- _Work required_:
Please copy out each line of the entries in which "that" appears.

[Stored data entries]
----------------------------------------
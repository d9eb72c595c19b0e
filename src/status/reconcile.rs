//! Environment status reconciliation
//!
//! Job records and runtime probes change independently and are only
//! eventually consistent with each other. The functions here fold one
//! snapshot of each into a single status with fixed precedence:
//! active build job > existing image > failed build job > nothing.

use crate::cache::CacheKey;
use crate::error::LabResult;
use crate::orchestration::{ContainerRuntime, ContainerState};
use crate::status::jobs::{JobRecord, JobSource, JobStatus};
use serde::{Deserialize, Serialize};
use std::fmt;
use tracing::{info, warn};

/// Status of a LabBook's image
#[derive(Debug, Clone, Copy, PartialEq, Eq, Serialize, Deserialize)]
#[serde(rename_all = "SCREAMING_SNAKE_CASE")]
pub enum ImageStatus {
    /// The image has not been built locally yet
    DoesNotExist,
    /// The image is being built
    BuildInProgress,
    /// The image has been built
    Exists,
    /// The image has been built but its definition changed since.
    /// Not produced yet: there is no definition-change signal to detect it.
    Stale,
    /// The last build failed and no image exists
    BuildFailed,
}

/// Status of a LabBook's container
#[derive(Debug, Clone, Copy, PartialEq, Eq, Serialize, Deserialize)]
#[serde(rename_all = "SCREAMING_SNAKE_CASE")]
pub enum ContainerStatus {
    NotRunning,
    /// Not produced yet: the runtime probe has no starting state to report
    Starting,
    Running,
}

impl fmt::Display for ImageStatus {
    fn fmt(&self, f: &mut fmt::Formatter<'_>) -> fmt::Result {
        let s = match self {
            ImageStatus::DoesNotExist => "DOES_NOT_EXIST",
            ImageStatus::BuildInProgress => "BUILD_IN_PROGRESS",
            ImageStatus::Exists => "EXISTS",
            ImageStatus::Stale => "STALE",
            ImageStatus::BuildFailed => "BUILD_FAILED",
        };
        f.write_str(s)
    }
}

impl fmt::Display for ContainerStatus {
    fn fmt(&self, f: &mut fmt::Formatter<'_>) -> fmt::Result {
        let s = match self {
            ContainerStatus::NotRunning => "NOT_RUNNING",
            ContainerStatus::Starting => "STARTING",
            ContainerStatus::Running => "RUNNING",
        };
        f.write_str(s)
    }
}

/// Image and container status of one LabBook
#[derive(Debug, Clone, Copy, PartialEq, Eq, Serialize, Deserialize)]
#[serde(rename_all = "camelCase")]
pub struct EnvironmentStatus {
    pub image_status: ImageStatus,
    pub container_status: ContainerStatus,
}

/// Derive the image status from build jobs and the image probe
///
/// `label` only identifies the LabBook in diagnostics.
pub fn image_status(label: &str, jobs: &[JobRecord], image_exists: bool) -> ImageStatus {
    let mut status = if image_exists {
        ImageStatus::Exists
    } else {
        ImageStatus::DoesNotExist
    };

    let builds = || jobs.iter().filter(|job| job.is_image_build());

    if builds().any(|job| job.status == JobStatus::Failed) {
        if status == ImageStatus::Exists {
            // A failed build left over from before the current image
            warn!("Got failed build_image for {}, but image exists", label);
        } else {
            info!("Image status for {} is BUILD_FAILED", label);
            status = ImageStatus::BuildFailed;
        }
    }

    if builds().any(JobRecord::is_active) {
        if status == ImageStatus::Exists {
            warn!("Got started/queued build_image for {}, but image exists", label);
        }
        info!("Image status for {} is BUILD_IN_PROGRESS", label);
        status = ImageStatus::BuildInProgress;
    }

    status
}

/// Derive the container status from the container probe
pub fn container_status(state: ContainerState) -> ContainerStatus {
    if state.exists && state.running {
        ContainerStatus::Running
    } else {
        ContainerStatus::NotRunning
    }
}

/// Gathers job records and runtime probes for one LabBook and reconciles them
pub struct StatusReconciler<'a> {
    jobs: &'a dyn JobSource,
    runtime: &'a dyn ContainerRuntime,
}

impl<'a> StatusReconciler<'a> {
    pub fn new(jobs: &'a dyn JobSource, runtime: &'a dyn ContainerRuntime) -> Self {
        Self { jobs, runtime }
    }

    /// Compute the environment status of the LabBook identified by `key`
    ///
    /// Job source and probe failures are returned as errors; they never
    /// degrade into `DOES_NOT_EXIST` or `NOT_RUNNING`.
    pub async fn reconcile(&self, key: &CacheKey) -> LabResult<EnvironmentStatus> {
        let correlation_key = key.correlation_key();

        let jobs = self.jobs.jobs_for_project(&correlation_key).await?;
        let image_exists = self.runtime.image_exists(&correlation_key).await?;
        let container = self.runtime.container_state(&correlation_key).await?;

        Ok(EnvironmentStatus {
            image_status: image_status(&correlation_key, &jobs, image_exists),
            container_status: container_status(container),
        })
    }
}
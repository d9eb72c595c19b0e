//! Remote LabBook servers

mod gitlab;

pub use gitlab::{GitLabClient, RemoteLabBook};
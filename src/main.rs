//! lbr - LabBook resolver toolkit
//!
//! CLI entry point that dispatches to subcommands.

use clap::Parser;
use console::style;
use labbook_resolve::cli::{Cli, Commands};
use labbook_resolve::config::{Config, ConfigManager};
use labbook_resolve::error::LabResult;
use std::process::ExitCode;
use tracing::debug;
use tracing_subscriber::EnvFilter;

#[tokio::main]
async fn main() -> ExitCode {
    match run().await {
        Ok(()) => ExitCode::SUCCESS,
        Err(e) => {
            eprintln!("{} {}", style("Error:").red().bold(), e);
            if let Some(hint) = e.hint() {
                eprintln!("{} {}", style("Hint:").yellow(), hint);
            }
            ExitCode::FAILURE
        }
    }
}

async fn run() -> LabResult<()> {
    let cli = Cli::parse();

    let config_manager = match cli.config {
        Some(ref path) => ConfigManager::with_path(path.clone()),
        None => ConfigManager::new(),
    };
    let config = config_manager.load().await?;

    init_logging(cli.verbose, &config);
    debug!("Loaded configuration from {}", config_manager.path().display());

    let username = cli
        .user
        .clone()
        .unwrap_or_else(|| config.general.username.clone());

    match cli.command {
        Commands::LabBook(args) => {
            labbook_resolve::cli::commands::labbook(args, &config, &username).await
        }
        Commands::Environment(args) => {
            labbook_resolve::cli::commands::environment(args, &config, &username).await
        }
        Commands::Remote(args) => labbook_resolve::cli::commands::remote(args, &config).await,
        Commands::Config(args) => {
            labbook_resolve::cli::commands::config(args, &config, &config_manager).await
        }
    }
}

/// 0 = warn, 1 = info, 2+ = debug; JSON lines when `general.log_format = "json"`
fn init_logging(verbose: u8, config: &Config) {
    let filter = match verbose {
        0 => EnvFilter::new("labbook_resolve=warn"),
        1 => EnvFilter::new("labbook_resolve=info"),
        _ => EnvFilter::new("labbook_resolve=debug"),
    };

    let builder = tracing_subscriber::fmt()
        .with_env_filter(filter)
        .with_target(false)
        .with_writer(std::io::stderr);

    if config.general.log_format == "json" {
        builder.json().init();
    } else {
        builder.without_time().init();
    }
}
//! Config command - show or initialize configuration

use crate::cli::{ConfigAction, ConfigArgs};
use crate::config::{Config, ConfigManager};
use crate::error::LabResult;
use crate::ui::{self, UiContext};

/// Execute the config command
pub async fn execute(args: ConfigArgs, config: &Config, manager: &ConfigManager) -> LabResult<()> {
    match args.action {
        None | Some(ConfigAction::Show) => show_config(config)?,
        Some(ConfigAction::Path) => println!("{}", manager.path().display()),
        Some(ConfigAction::Init { force }) => init_config(manager, force).await?,
    }

    Ok(())
}

fn show_config(config: &Config) -> LabResult<()> {
    println!("{}", toml::to_string_pretty(config)?);
    Ok(())
}

async fn init_config(manager: &ConfigManager, force: bool) -> LabResult<()> {
    let ctx = UiContext::detect();
    let path = manager.path();

    if path.exists() && !force {
        ui::step_warn_hint(
            &ctx,
            &format!("Config already exists at {}", path.display()),
            "Use --force to overwrite",
        );
        return Ok(());
    }

    manager.save(&Config::default()).await?;
    ui::step_ok_detail(
        &ctx,
        "Configuration initialized",
        &path.display().to_string(),
    );

    Ok(())
}
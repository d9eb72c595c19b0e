//! Container runtime backed by the `podman` or `docker` CLI
//!
//! Both CLIs share the `inspect` subcommands used here, so one
//! implementation serves either binary.

use crate::error::{LabError, LabResult};
use crate::orchestration::runtime::{ContainerRuntime, ContainerState};
use async_trait::async_trait;
use std::process::Stdio;
use tokio::process::Command;
use tracing::debug;

/// Container runtime that shells out to a Docker-compatible CLI
pub struct CliRuntime {
    binary: String,
    name: &'static str,
}

impl CliRuntime {
    /// Runtime using `podman`
    pub fn podman() -> Self {
        Self {
            binary: "podman".to_string(),
            name: "Podman",
        }
    }

    /// Runtime using `docker`
    pub fn docker() -> Self {
        Self {
            binary: "docker".to_string(),
            name: "Docker",
        }
    }

    /// Runtime using an arbitrary Docker-compatible binary
    pub fn with_binary(binary: impl Into<String>) -> Self {
        Self {
            binary: binary.into(),
            name: "Custom",
        }
    }

    /// Execute a CLI command and return the output
    async fn exec(&self, args: &[&str]) -> LabResult<std::process::Output> {
        debug!("Executing: {} {:?}", self.binary, args);

        Command::new(&self.binary)
            .args(args)
            .stdout(Stdio::piped())
            .stderr(Stdio::piped())
            .output()
            .await
            .map_err(|e| LabError::command_failed(format!("{} {:?}", self.binary, args), e))
    }
}

impl Default for CliRuntime {
    fn default() -> Self {
        Self::podman()
    }
}

/// Whether stderr reports that the inspected object does not exist
fn reports_missing(stderr: &str) -> bool {
    let stderr = stderr.to_lowercase();
    stderr.contains("no such image")
        || stderr.contains("no such container")
        || stderr.contains("no such object")
        || stderr.contains("image not known")
}

/// Interpret `image inspect` output
fn image_probe(command: &str, success: bool, stderr: &str) -> LabResult<bool> {
    if success {
        Ok(true)
    } else if reports_missing(stderr) {
        Ok(false)
    } else {
        Err(LabError::probe_failed(command, stderr.trim()))
    }
}

/// Interpret `container inspect --format {{.State.Status}}` output
fn container_probe(
    command: &str,
    success: bool,
    stdout: &str,
    stderr: &str,
) -> LabResult<ContainerState> {
    if success {
        Ok(ContainerState {
            exists: true,
            running: stdout.trim() == "running",
        })
    } else if reports_missing(stderr) {
        Ok(ContainerState::missing())
    } else {
        Err(LabError::probe_failed(command, stderr.trim()))
    }
}

#[async_trait]
impl ContainerRuntime for CliRuntime {
    async fn is_available(&self) -> LabResult<bool> {
        match self.exec(&["--version"]).await {
            Ok(output) => Ok(output.status.success()),
            Err(LabError::CommandFailed { .. }) => Ok(false),
            Err(e) => Err(e),
        }
    }

    async fn image_exists(&self, image: &str) -> LabResult<bool> {
        let output = self
            .exec(&["image", "inspect", "--format", "{{.Id}}", image])
            .await?;
        image_probe(
            &format!("{} image inspect {}", self.binary, image),
            output.status.success(),
            &String::from_utf8_lossy(&output.stderr),
        )
    }

    async fn container_state(&self, name: &str) -> LabResult<ContainerState> {
        let output = self
            .exec(&["container", "inspect", "--format", "{{.State.Status}}", name])
            .await?;
        container_probe(
            &format!("{} container inspect {}", self.binary, name),
            output.status.success(),
            &String::from_utf8_lossy(&output.stdout),
            &String::from_utf8_lossy(&output.stderr),
        )
    }

    fn runtime_name(&self) -> &'static str {
        self.name
    }
}
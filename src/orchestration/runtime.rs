//! Container runtime abstraction
//!
//! Provides a trait for the read-only probes environment status needs, so
//! status reconciliation can run against Podman, Docker or a test double.

use crate::error::LabResult;
use async_trait::async_trait;
use serde::{Deserialize, Serialize};

/// Observed state of a project container
#[derive(Debug, Clone, Copy, Default, PartialEq, Eq, Serialize, Deserialize)]
pub struct ContainerState {
    /// A container with the requested name exists
    pub exists: bool,
    /// The container is currently running
    pub running: bool,
}

impl ContainerState {
    /// No container with the requested name
    pub fn missing() -> Self {
        Self::default()
    }

    /// A container that exists but is not running
    pub fn stopped() -> Self {
        Self {
            exists: true,
            running: false,
        }
    }

    /// A running container
    pub fn running() -> Self {
        Self {
            exists: true,
            running: true,
        }
    }
}

/// Abstract container runtime interface
///
/// Probe methods distinguish "absent" (`Ok(false)` / `exists == false`) from
/// "could not determine" (`Err`), and callers must not conflate the two.
#[async_trait]
pub trait ContainerRuntime: Send + Sync {
    /// Check if the runtime is available on this system
    async fn is_available(&self) -> LabResult<bool>;

    /// Check if an image with this name exists locally
    async fn image_exists(&self, image: &str) -> LabResult<bool>;

    /// Look up a container by name
    async fn container_state(&self, name: &str) -> LabResult<ContainerState>;

    /// Get the human-readable runtime name for display
    fn runtime_name(&self) -> &'static str;
}
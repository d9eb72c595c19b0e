//! Terminal output helpers
//!
//! Uses `cliclack` styling in interactive terminals and falls back to plain
//! bracketed prefixes when output is piped or running under CI, so listings
//! stay parseable by scripts.

mod context;
mod output;

pub use context::UiContext;
pub use output::{
    intro, key_value_status, page_footer, step_info, step_ok, step_ok_detail, step_warn_hint,
};
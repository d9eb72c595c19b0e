//! Integration tests for lbr

mod cli_tests {
    use assert_cmd::{cargo::cargo_bin_cmd, Command};
    use predicates::prelude::*;
    use std::path::{Path, PathBuf};
    use tempfile::TempDir;

    /// A config file pointing storage and job records into a temp dir
    struct Workspace {
        dir: TempDir,
        config: PathBuf,
    }

    impl Workspace {
        fn new() -> Self {
            let dir = TempDir::new().unwrap();
            let config = dir.path().join("config.toml");
            let content = format!(
                "[general]\nusername = \"alice\"\n\n[storage]\nworking_dir = {:?}\n\n[jobs]\npath = {:?}\n",
                dir.path().join("work"),
                dir.path().join("jobs.json")
            );
            std::fs::write(&config, content).unwrap();
            Self { dir, config }
        }

        fn path(&self) -> &Path {
            self.dir.path()
        }

        fn lbr(&self) -> Command {
            let mut cmd = lbr();
            cmd.arg("--config").arg(&self.config);
            cmd
        }
    }

    fn lbr() -> Command {
        let mut cmd = cargo_bin_cmd!("lbr");
        cmd.env_remove("LBR_CONFIG")
            .env_remove("LBR_TOKEN")
            .env_remove("LBR_USER");
        cmd
    }

    #[test]
    fn help_displays() {
        lbr()
            .arg("--help")
            .assert()
            .success()
            .stdout(predicate::str::contains("LabBook resolver toolkit"));
    }

    #[test]
    fn version_displays() {
        lbr()
            .arg("--version")
            .assert()
            .success()
            .stdout(predicate::str::contains("lbr"));
    }

    #[test]
    fn config_path() {
        let ws = Workspace::new();
        ws.lbr()
            .args(["config", "path"])
            .assert()
            .success()
            .stdout(predicate::str::contains("config.toml"));
    }

    #[test]
    fn config_show() {
        let ws = Workspace::new();
        ws.lbr()
            .args(["config", "show"])
            .assert()
            .success()
            .stdout(predicate::str::contains("[general]"))
            .stdout(predicate::str::contains("alice"));
    }

    #[test]
    fn config_init_writes_defaults() {
        let ws = Workspace::new();
        let target = ws.path().join("nested").join("config.toml");
        lbr()
            .arg("--config")
            .arg(&target)
            .args(["config", "init"])
            .assert()
            .success();
        assert!(target.exists());
    }

    #[test]
    fn labbook_list_empty() {
        let ws = Workspace::new();
        ws.lbr()
            .args(["labbook", "list"])
            .assert()
            .success()
            .stdout(predicate::str::contains("No LabBooks found"));
    }

    #[test]
    fn labbook_create_then_list() {
        let ws = Workspace::new();
        for name in ["beta", "alpha", "gamma"] {
            ws.lbr()
                .args(["labbook", "create", name, "--description", "test"])
                .assert()
                .success();
        }

        ws.lbr()
            .args(["labbook", "list", "--format", "plain", "--first", "2"])
            .assert()
            .success()
            .stdout("alice/alpha\nalice/beta\n");

        ws.lbr()
            .args(["labbook", "list", "--format", "json", "--sort", "desc"])
            .assert()
            .success()
            .stdout(predicate::str::contains("\"pageInfo\""))
            .stdout(predicate::str::contains("\"alice&gamma\""));
    }

    #[test]
    fn labbook_create_duplicate_fails() {
        let ws = Workspace::new();
        ws.lbr().args(["labbook", "create", "demo"]).assert().success();
        ws.lbr()
            .args(["labbook", "create", "demo"])
            .assert()
            .failure()
            .stderr(predicate::str::contains("already exists"));
    }

    #[test]
    fn labbook_list_rejects_bad_arguments() {
        let ws = Workspace::new();
        ws.lbr()
            .args(["labbook", "list", "--sort", "sideways"])
            .assert()
            .failure()
            .stderr(predicate::str::contains("Unsupported sort"));

        ws.lbr()
            .args(["labbook", "list", "--first", "1", "--last", "1"])
            .assert()
            .failure()
            .stderr(predicate::str::contains("Invalid pagination"));
    }

    #[test]
    fn environment_of_missing_labbook() {
        let ws = Workspace::new();
        ws.lbr()
            .args(["environment", "alice", "ghost"])
            .assert()
            .failure()
            .stderr(predicate::str::contains("not found"));
    }

    #[test]
    fn remote_list_requires_token() {
        let ws = Workspace::new();
        ws.lbr()
            .args(["remote", "list"])
            .assert()
            .failure()
            .stderr(predicate::str::contains("token"));
    }

    #[test]
    fn remote_delete_without_confirm_is_dry_run() {
        let ws = Workspace::new();
        ws.lbr()
            .args(["remote", "delete", "alice", "demo", "--token", "abc"])
            .assert()
            .success()
            .stdout(predicate::str::contains("Would delete alice/demo"));
    }
}
//! Per-request state shared by every resolver of one inbound request

use crate::cache::{CacheKey, ObjectLoader, RequestCache};
use crate::error::LabResult;
use crate::labbook::LabBook;
use std::sync::Arc;
use tracing::{debug, info_span, Span};
use uuid::Uuid;

/// Acting user, request id and object cache of one request
///
/// Build one per inbound request and drop it when the response is sent;
/// nothing it caches outlives the request.
pub struct RequestContext<L: ObjectLoader<Object = LabBook>> {
    request_id: Uuid,
    username: String,
    cache: RequestCache<L>,
    span: Span,
}

impl<L: ObjectLoader<Object = LabBook>> RequestContext<L> {
    pub fn new(username: impl Into<String>, loader: Arc<L>) -> Self {
        let request_id = Uuid::new_v4();
        let username = username.into();
        let span = info_span!("request", id = %request_id, user = %username);
        debug!(parent: &span, "Request context created");

        Self {
            request_id,
            username,
            cache: RequestCache::new(loader),
            span,
        }
    }

    pub fn request_id(&self) -> Uuid {
        self.request_id
    }

    pub fn username(&self) -> &str {
        &self.username
    }

    /// Span that resolver work for this request should run in
    pub fn span(&self) -> Span {
        self.span.clone()
    }

    /// Cache key for `owner/name` as seen by the acting user
    pub fn key(&self, owner: &str, name: &str) -> CacheKey {
        CacheKey::new(self.username.as_str(), owner, name)
    }

    /// Load `owner/name` through the request cache
    pub async fn labbook(&self, owner: &str, name: &str) -> LabResult<Arc<LabBook>> {
        self.cache.load(&self.key(owner, name)).await
    }

    /// Register a LabBook this request already holds
    pub fn prime(&self, labbook: LabBook) {
        let key = self.key(&labbook.owner, &labbook.name);
        self.cache.prime(key, labbook);
    }

    pub fn cache(&self) -> &RequestCache<L> {
        &self.cache
    }
}

#[cfg(test)]
mod tests {
    use super::*;
    use crate::labbook::FsLabBookLoader;
    use tempfile::TempDir;

    #[tokio::test]
    async fn contexts_do_not_share_caches() {
        let temp = TempDir::new().unwrap();
        let loader = Arc::new(FsLabBookLoader::new(temp.path()));
        loader.create("alice", "alice", "demo", "").await.unwrap();

        let first = RequestContext::new("alice", Arc::clone(&loader));
        let second = RequestContext::new("alice", Arc::clone(&loader));
        assert_ne!(first.request_id(), second.request_id());

        first.labbook("alice", "demo").await.unwrap();
        assert!(first.cache().contains(&first.key("alice", "demo")));
        assert!(second.cache().is_empty());
    }

    #[tokio::test]
    async fn keys_use_the_acting_user() {
        let temp = TempDir::new().unwrap();
        let ctx = RequestContext::new("bob", Arc::new(FsLabBookLoader::new(temp.path())));

        let key = ctx.key("alice", "demo");
        assert_eq!(key.username(), "bob");
        assert_eq!(key.correlation_key(), "bob-alice-demo");
    }
}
----------------------------------------
- _Response to the task_:
//! CLI entry point that dispatches to subcommands.
/// Container runtime that shells out to a Docker-compatible CLI
/// Whether stderr reports that the inspected object does not exist
    /// A container that exists but is not running
    /// Span that resolver work for this request should run in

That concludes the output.